**DATASET ENTRIES:**
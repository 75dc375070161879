//! Authorization contract and reference implementations.
//!
//! The evaluation algorithm (role bindings, inheritance rules) lives in
//! the surrounding platform; this module only defines the call contract
//! the move engine consumes, plus two table-free implementations used in
//! development and tests.

use std::collections::HashMap;
use std::sync::RwLock;

use quarry_domain::{paths, Permission, Principal, Resource, Scope};
use thiserror::Error;

/// Failure while evaluating a permission check. The engine treats any
/// evaluation failure as a denial, never as an implicit allow.
#[derive(Debug, Error)]
pub enum AuthzError {
    #[error("no permission checks provided")]
    NoChecksProvided,

    #[error("authorizer failure: {0}")]
    Internal(String),
}

/// One (scope, resource, permission) triple for a multi-check call.
#[derive(Debug, Clone)]
pub struct PermissionCheck {
    pub scope: Scope,
    pub resource: Resource,
    pub permission: Permission,
}

/// Yes/no/error permission evaluation for a principal against a scoped
/// resource.
///
/// Returns `Ok(true)` if the principal may perform the action,
/// `Ok(false)` if not, and `Err(_)` if evaluation failed and the action
/// must be denied.
pub trait Authorizer: Send + Sync {
    fn check(
        &self,
        principal: &Principal,
        scope: &Scope,
        resource: &Resource,
        permission: Permission,
    ) -> Result<bool, AuthzError>;

    /// Check that ALL the given triples are allowed.
    fn check_all(
        &self,
        principal: &Principal,
        checks: &[PermissionCheck],
    ) -> Result<bool, AuthzError> {
        if checks.is_empty() {
            return Err(AuthzError::NoChecksProvided);
        }
        for c in checks {
            if !self.check(principal, &c.scope, &c.resource, c.permission)? {
                return Ok(false);
            }
        }
        Ok(true)
    }
}

/// Authorizer that allows everything. Development and single-user setups.
#[derive(Debug, Default)]
pub struct UnrestrictedAuthorizer;

impl Authorizer for UnrestrictedAuthorizer {
    fn check(
        &self,
        _principal: &Principal,
        _scope: &Scope,
        _resource: &Resource,
        _permission: Permission,
    ) -> Result<bool, AuthzError> {
        Ok(true)
    }
}

/// Table-driven authorizer: permissions granted to a principal at a space
/// path apply to that space and its whole subtree. Grants at the empty
/// path apply everywhere, including root-space creation.
#[derive(Debug, Default)]
pub struct MembershipAuthorizer {
    grants: RwLock<HashMap<i64, Vec<(String, Permission)>>>,
}

impl MembershipAuthorizer {
    pub fn new() -> Self {
        Self::default()
    }

    /// Grant `permission` to `principal_id` at `space_path` and below.
    pub fn grant(
        &self,
        principal_id: i64,
        space_path: &str,
        permission: Permission,
    ) -> Result<(), AuthzError> {
        self.grants
            .write()
            .map_err(|_| AuthzError::Internal("grants lock poisoned".to_string()))?
            .entry(principal_id)
            .or_default()
            .push((space_path.to_string(), permission));
        Ok(())
    }
}

fn scope_covers(granted_at: &str, requested: &str) -> bool {
    granted_at.is_empty()
        || granted_at == requested
        || paths::is_ancestor_of(granted_at, requested)
}

impl Authorizer for MembershipAuthorizer {
    fn check(
        &self,
        principal: &Principal,
        scope: &Scope,
        resource: &Resource,
        permission: Permission,
    ) -> Result<bool, AuthzError> {
        // the full path of the checked resource within its scope
        let requested = if resource.name.is_empty() {
            scope.space_path.clone()
        } else if scope.space_path.is_empty() {
            resource.name.clone()
        } else {
            paths::concatenate(&scope.space_path, &resource.name)
        };

        let grants = self
            .grants
            .read()
            .map_err(|_| AuthzError::Internal("grants lock poisoned".to_string()))?;
        let allowed = grants
            .get(&principal.id)
            .map(|entries| {
                entries
                    .iter()
                    .any(|(at, p)| *p == permission && scope_covers(at, &requested))
            })
            .unwrap_or(false);
        Ok(allowed)
    }
}

#[cfg(test)]
mod tests {
    use super::*;
    use quarry_domain::ResourceKind;

    fn check(
        authz: &MembershipAuthorizer,
        principal_id: i64,
        scope_path: &str,
        name: &str,
        permission: Permission,
    ) -> bool {
        authz
            .check(
                &Principal::user(principal_id, "tester"),
                &Scope::space(scope_path),
                &Resource {
                    kind: ResourceKind::Space,
                    name: name.to_string(),
                },
                permission,
            )
            .unwrap()
    }

    #[test]
    fn grants_apply_to_subtree() {
        let authz = MembershipAuthorizer::new();
        authz.grant(1, "eng", Permission::SpaceEdit).unwrap();

        assert!(check(&authz, 1, "", "eng", Permission::SpaceEdit));
        assert!(check(&authz, 1, "eng", "team1", Permission::SpaceEdit));
        assert!(!check(&authz, 1, "", "ops", Permission::SpaceEdit));
        assert!(!check(&authz, 1, "eng", "team1", Permission::SpaceDelete));
        assert!(!check(&authz, 2, "eng", "team1", Permission::SpaceEdit));
    }

    #[test]
    fn empty_scope_grant_is_global() {
        let authz = MembershipAuthorizer::new();
        authz.grant(1, "", Permission::SpaceCreate).unwrap();
        // root-space creation: empty scope, empty resource name
        assert!(check(&authz, 1, "", "", Permission::SpaceCreate));
        assert!(check(&authz, 1, "eng/team1", "", Permission::SpaceCreate));
    }

    #[test]
    fn check_all_requires_every_permission() {
        let authz = MembershipAuthorizer::new();
        authz.grant(1, "eng", Permission::SpaceEdit).unwrap();
        let principal = Principal::user(1, "tester");
        let mk = |permission| PermissionCheck {
            scope: Scope::space("eng"),
            resource: Resource {
                kind: ResourceKind::Space,
                name: "team1".to_string(),
            },
            permission,
        };

        assert!(authz.check_all(&principal, &[mk(Permission::SpaceEdit)]).unwrap());
        assert!(!authz
            .check_all(&principal, &[mk(Permission::SpaceEdit), mk(Permission::SpaceDelete)])
            .unwrap());
        assert!(matches!(
            authz.check_all(&principal, &[]),
            Err(AuthzError::NoChecksProvided)
        ));
    }
}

**DIRECTIONS:**
Would you write the records out again, word for word?

**EXERCISE ANSWER:**
repository 75dc375070161879
//! Authorization contract and reference implementations.
//!
//! The evaluation algorithm (role bindings, inheritance rules) lives in
//! the surrounding platform; this module only defines the call contract
//! the move engine consumes, plus two table-free implementations used in
//! development and tests.

use std::collections::HashMap;
use std::sync::RwLock;

use quarry_domain::{paths, Permission, Principal, Resource, Scope};
use thiserror::Error;

/// Failure while evaluating a permission check. The engine treats any
/// evaluation failure as a denial, never as an implicit allow.
#[derive(Debug, Error)]
pub enum AuthzError {
    #[error("no permission checks provided")]
    NoChecksProvided,

    #[error("authorizer failure: {0}")]
    Internal(String),
}

/// One (scope, resource, permission) triple for a multi-check call.
#[derive(Debug, Clone)]
pub struct PermissionCheck {
    pub scope: Scope,
    pub resource: Resource,
    pub permission: Permission,
}

/// Yes/no/error permission evaluation for a principal against a scoped
/// resource.
///
/// Returns `Ok(true)` if the principal may perform the action,
/// `Ok(false)` if not, and `Err(_)` if evaluation failed and the action
/// must be denied.
pub trait Authorizer: Send + Sync {
    fn check(
        &self,
        principal: &Principal,
        scope: &Scope,
        resource: &Resource,
        permission: Permission,
    ) -> Result<bool, AuthzError>;

    /// Check that ALL the given triples are allowed.
    fn check_all(
        &self,
        principal: &Principal,
        checks: &[PermissionCheck],
    ) -> Result<bool, AuthzError> {
        if checks.is_empty() {
            return Err(AuthzError::NoChecksProvided);
        }
        for c in checks {
            if !self.check(principal, &c.scope, &c.resource, c.permission)? {
                return Ok(false);
            }
        }
        Ok(true)
    }
}

/// Authorizer that allows everything. Development and single-user setups.
#[derive(Debug, Default)]
pub struct UnrestrictedAuthorizer;

impl Authorizer for UnrestrictedAuthorizer {
    fn check(
        &self,
        _principal: &Principal,
        _scope: &Scope,
        _resource: &Resource,
        _permission: Permission,
    ) -> Result<bool, AuthzError> {
        Ok(true)
    }
}

/// Table-driven authorizer: permissions granted to a principal at a space
/// path apply to that space and its whole subtree. Grants at the empty
/// path apply everywhere, including root-space creation.
#[derive(Debug, Default)]
pub struct MembershipAuthorizer {
    grants: RwLock<HashMap<i64, Vec<(String, Permission)>>>,
}

impl MembershipAuthorizer {
    pub fn new() -> Self {
        Self::default()
    }

    /// Grant `permission` to `principal_id` at `space_path` and below.
    pub fn grant(
        &self,
        principal_id: i64,
        space_path: &str,
        permission: Permission,
    ) -> Result<(), AuthzError> {
        self.grants
            .write()
            .map_err(|_| AuthzError::Internal("grants lock poisoned".to_string()))?
            .entry(principal_id)
            .or_default()
            .push((space_path.to_string(), permission));
        Ok(())
    }
}

fn scope_covers(granted_at: &str, requested: &str) -> bool {
    granted_at.is_empty()
        || granted_at == requested
        || paths::is_ancestor_of(granted_at, requested)
}

impl Authorizer for MembershipAuthorizer {
    fn check(
        &self,
        principal: &Principal,
        scope: &Scope,
        resource: &Resource,
        permission: Permission,
    ) -> Result<bool, AuthzError> {
        // the full path of the checked resource within its scope
        let requested = if resource.name.is_empty() {
            scope.space_path.clone()
        } else if scope.space_path.is_empty() {
            resource.name.clone()
        } else {
            paths::concatenate(&scope.space_path, &resource.name)
        };

        let grants = self
            .grants
            .read()
            .map_err(|_| AuthzError::Internal("grants lock poisoned".to_string()))?;
        let allowed = grants
            .get(&principal.id)
            .map(|entries| {
                entries
                    .iter()
                    .any(|(at, p)| *p == permission && scope_covers(at, &requested))
            })
            .unwrap_or(false);
        Ok(allowed)
    }
}

#[cfg(test)]
mod tests {
    use super::*;
    use quarry_domain::ResourceKind;

    fn check(
        authz: &MembershipAuthorizer,
        principal_id: i64,
        scope_path: &str,
        name: &str,
        permission: Permission,
    ) -> bool {
        authz
            .check(
                &Principal::user(principal_id, "tester"),
                &Scope::space(scope_path),
                &Resource {
                    kind: ResourceKind::Space,
                    name: name.to_string(),
                },
                permission,
            )
            .unwrap()
    }

    #[test]
    fn grants_apply_to_subtree() {
        let authz = MembershipAuthorizer::new();
        authz.grant(1, "eng", Permission::SpaceEdit).unwrap();

        assert!(check(&authz, 1, "", "eng", Permission::SpaceEdit));
        assert!(check(&authz, 1, "eng", "team1", Permission::SpaceEdit));
        assert!(!check(&authz, 1, "", "ops", Permission::SpaceEdit));
        assert!(!check(&authz, 1, "eng", "team1", Permission::SpaceDelete));
        assert!(!check(&authz, 2, "eng", "team1", Permission::SpaceEdit));
    }

    #[test]
    fn empty_scope_grant_is_global() {
        let authz = MembershipAuthorizer::new();
        authz.grant(1, "", Permission::SpaceCreate).unwrap();
        // root-space creation: empty scope, empty resource name
        assert!(check(&authz, 1, "", "", Permission::SpaceCreate));
        assert!(check(&authz, 1, "eng/team1", "", Permission::SpaceCreate));
    }

    #[test]
    fn check_all_requires_every_permission() {
        let authz = MembershipAuthorizer::new();
        authz.grant(1, "eng", Permission::SpaceEdit).unwrap();
        let principal = Principal::user(1, "tester");
        let mk = |permission| PermissionCheck {
            scope: Scope::space("eng"),
            resource: Resource {
                kind: ResourceKind::Space,
                name: "team1".to_string(),
            },
            permission,
        };

        assert!(authz.check_all(&principal, &[mk(Permission::SpaceEdit)]).unwrap());
        assert!(!authz
            .check_all(&principal, &[mk(Permission::SpaceEdit), mk(Permission::SpaceDelete)])
            .unwrap());
        assert!(matches!(
            authz.check_all(&principal, &[]),
            Err(AuthzError::NoChecksProvided)
        ));
    }
}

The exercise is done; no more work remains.